§ **About this exercise**: Please take the records that follow and repeat exactly the lines starting with the line with "assert_ne!(a, b);" and going on through the line with "Highest possible rating.".

==== Information provided ====

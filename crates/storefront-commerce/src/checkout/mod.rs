//! Checkout module.
//!
//! Contains the checkout flow, shipping details and order types.

mod flow;
mod order;
mod shipping;

pub use flow::{CheckoutFlow, CheckoutStep};
pub use order::{CheckoutHandoff, ConfirmedOrder, OrderDraft, PaymentMethod};
pub use shipping::ShippingInfo;
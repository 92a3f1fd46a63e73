//! Newtype IDs for type-safe identifiers.
//!
//! Product ids are the sequential integers assigned by the catalog generator;
//! session ids and order numbers are opaque strings.

use std::fmt;
use std::str::FromStr;

use serde::{Deserialize, Serialize};

/// Macro to generate integer-backed ID structs.
macro_rules! define_numeric_id {
    ($name:ident) => {
        /// A positive integer identifier.
        #[derive(
            Debug, Clone, Copy, PartialEq, Eq, Hash, PartialOrd, Ord, Serialize, Deserialize,
        )]
        #[serde(transparent)]
        pub struct $name(u64);

        impl $name {
            /// Create a new ID from its integer value.
            pub const fn new(id: u64) -> Self {
                Self(id)
            }

            /// Get the integer value.
            pub const fn get(self) -> u64 {
                self.0
            }
        }

        impl fmt::Display for $name {
            fn fmt(&self, f: &mut fmt::Formatter<'_>) -> fmt::Result {
                write!(f, "{}", self.0)
            }
        }

        impl From<u64> for $name {
            fn from(id: u64) -> Self {
                Self(id)
            }
        }

        impl FromStr for $name {
            type Err = std::num::ParseIntError;

            fn from_str(s: &str) -> Result<Self, Self::Err> {
                s.trim().parse::<u64>().map(Self)
            }
        }
    };
}

/// Macro to generate string-backed ID structs.
macro_rules! define_string_id {
    ($name:ident) => {
        /// An opaque string identifier.
        #[derive(Debug, Clone, PartialEq, Eq, Hash, Serialize, Deserialize)]
        #[serde(transparent)]
        pub struct $name(String);

        impl $name {
            /// Create a new ID from a string.
            pub fn new(id: impl Into<String>) -> Self {
                Self(id.into())
            }

            /// Get the ID as a string slice.
            pub fn as_str(&self) -> &str {
                &self.0
            }

            /// Consume and return the inner string.
            pub fn into_inner(self) -> String {
                self.0
            }
        }

        impl fmt::Display for $name {
            fn fmt(&self, f: &mut fmt::Formatter<'_>) -> fmt::Result {
                write!(f, "{}", self.0)
            }
        }

        impl From<String> for $name {
            fn from(s: String) -> Self {
                Self(s)
            }
        }

        impl From<&str> for $name {
            fn from(s: &str) -> Self {
                Self(s.to_string())
            }
        }

        impl AsRef<str> for $name {
            fn as_ref(&self) -> &str {
                &self.0
            }
        }
    };
}

define_numeric_id!(ProductId);
define_numeric_id!(SubscriptionId);
define_numeric_id!(AddressId);

define_string_id!(SessionId);
define_string_id!(OrderNumber);

impl SessionId {
    /// Generate a new random session ID.
    pub fn generate() -> Self {
        use base64::{engine::general_purpose::URL_SAFE_NO_PAD, Engine};
        use rand::Rng;

        let bytes: [u8; 18] = rand::thread_rng().gen();
        Self(format!("sess_{}", URL_SAFE_NO_PAD.encode(bytes)))
    }
}

impl OrderNumber {
    /// Generate an order number of the form `ORD-<yyyymmdd>-<6 hex digits>`.
    pub fn generate(at: chrono::DateTime<chrono::Utc>) -> Self {
        use rand::Rng;

        let suffix: u32 = rand::thread_rng().gen_range(0..0x100_0000);
        Self(format!("ORD-{}-{:06X}", at.format("%Y%m%d"), suffix))
    }
}

#[cfg(test)]
mod tests {
    use super::*;
    use chrono::TimeZone;

    #[test]
    fn test_product_id_parse() {
        let id: ProductId = " 42 ".parse().unwrap();
        assert_eq!(id, ProductId::new(42));
        assert!("abc".parse::<ProductId>().is_err());
    }

    #[test]
    fn test_product_id_display() {
        assert_eq!(ProductId::new(7).to_string(), "7");
    }

    #[test]
    fn test_session_id_generation() {
        let a = SessionId::generate();
        let b = SessionId::generate();
        assert!(a.as_str().starts_with("sess_"));
        assert_ne!(a, b);
    }

    #[test]
    fn test_order_number_format() {
        let at = chrono::Utc.with_ymd_and_hms(2024, 1, 15, 9, 30, 0).unwrap();
        let number = OrderNumber::generate(at);
        assert!(number.as_str().starts_with("ORD-20240115-"));
        assert_eq!(number.as_str().len(), "ORD-20240115-".len() + 6);
    }
}
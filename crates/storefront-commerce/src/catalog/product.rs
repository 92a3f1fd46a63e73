//! Product records.

use std::fmt;

use chrono::{DateTime, Utc};
use serde::{Deserialize, Serialize};

use crate::catalog::Category;
use crate::ids::ProductId;
use crate::money::Money;

/// A customer rating with one decimal place, stored as tenths.
#[derive(Debug, Clone, Copy, PartialEq, Eq, Hash, PartialOrd, Ord, Serialize, Deserialize)]
#[serde(transparent)]
pub struct Rating(u8);

impl Rating {
    /// Lowest rating the generator produces.
    pub const MIN: Rating = Rating(30);
    /// Highest possible rating.
    pub const MAX: Rating = Rating(50);

    /// Create a rating from tenths (e.g., 43 for 4.3), capped at 5.0.
    pub fn from_tenths(tenths: u8) -> Self {
        Self(tenths.min(Self::MAX.0))
    }

    /// Round a decimal value to one place, clamped to `0.0..=5.0`.
    pub fn from_f64(value: f64) -> Self {
        let tenths = (value * 10.0).round().clamp(0.0, f64::from(Self::MAX.0));
        Self(tenths as u8)
    }

    pub fn tenths(&self) -> u8 {
        self.0
    }

    pub fn value(&self) -> f64 {
        f64::from(self.0) / 10.0
    }
}

impl fmt::Display for Rating {
    fn fmt(&self, f: &mut fmt::Formatter<'_>) -> fmt::Result {
        write!(f, "{}.{}", self.0 / 10, self.0 % 10)
    }
}

/// A product in the catalog. Immutable once generated.
#[derive(Debug, Clone, Serialize, Deserialize, PartialEq)]
pub struct Product {
    /// Sequential product identifier, starting at 1.
    pub id: ProductId,
    /// Display name, `"<brand> <product type>"`.
    pub name: String,
    /// Marketing copy for the detail page.
    pub description: String,
    /// Placeholder image URL.
    pub image_url: String,
    /// List price before discount.
    pub price: Money,
    /// Discount percentage: 0, or 10..=49.
    pub discount_percent: u8,
    /// Average rating, 3.0..=5.0.
    pub rating: Rating,
    pub category: Category,
    pub brand: String,
    pub product_type: String,
    /// Units in stock, 1..=100.
    pub stock: u32,
    pub created_at: DateTime<Utc>,
    /// Shown with a "new" badge.
    pub is_new: bool,
}

impl Product {
    /// Price after applying the discount, rounded to the smallest unit.
    pub fn effective_price(&self) -> Money {
        self.price.discounted(self.discount_percent)
    }

    /// Check if the product is on sale.
    pub fn has_discount(&self) -> bool {
        self.discount_percent > 0
    }

    /// Discount badge text (e.g., "15%"), only for discounted products.
    pub fn discount_badge(&self) -> Option<String> {
        self.has_discount()
            .then(|| format!("{}%", self.discount_percent))
    }

    /// Amount saved against the list price.
    pub fn savings(&self) -> Money {
        Money::new(
            self.price.amount - self.effective_price().amount,
            self.price.currency,
        )
    }

    pub fn is_in_stock(&self) -> bool {
        self.stock > 0
    }
}

#[cfg(test)]
pub(crate) mod test_support {
    use super::*;
    use crate::money::Currency;

    /// Build a product with the given id, price and discount; other fields are fixed.
    pub fn product(id: u64, name: &str, price: i64, discount_percent: u8) -> Product {
        let (brand, product_type) = name.split_once(' ').unwrap_or((name, ""));
        Product {
            id: ProductId::new(id),
            name: name.to_string(),
            description: String::new(),
            image_url: String::new(),
            price: Money::new(price, Currency::KRW),
            discount_percent,
            rating: Rating::from_tenths(40),
            category: Category::Electronics,
            brand: brand.to_string(),
            product_type: product_type.to_string(),
            stock: 10,
            created_at: DateTime::<Utc>::default(),
            is_new: false,
        }
    }
}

====

§ **Solved problem**:
        assert_ne!(a, b);
    }

    #[test]
    fn test_order_number_format() {
        let at = chrono::Utc.with_ymd_and_hms(2024, 1, 15, 9, 30, 0).unwrap();
        let number = OrderNumber::generate(at);
        assert!(number.as_str().starts_with("ORD-20240115-"));
        assert_eq!(number.as_str().len(), "ORD-20240115-".len() + 6);
    }
}
filename crates/storefront-commerce/src/catalog/product.rs
repository 92a3f1fd46a63e73
//! Product records.

use std::fmt;

use chrono::{DateTime, Utc};
use serde::{Deserialize, Serialize};

use crate::catalog::Category;
use crate::ids::ProductId;
use crate::money::Money;

/// A customer rating with one decimal place, stored as tenths.
#[derive(Debug, Clone, Copy, PartialEq, Eq, Hash, PartialOrd, Ord, Serialize, Deserialize)]
#[serde(transparent)]
pub struct Rating(u8);

impl Rating {
    /// Lowest rating the generator produces.
    pub const MIN: Rating = Rating(30);
    /// Highest possible rating.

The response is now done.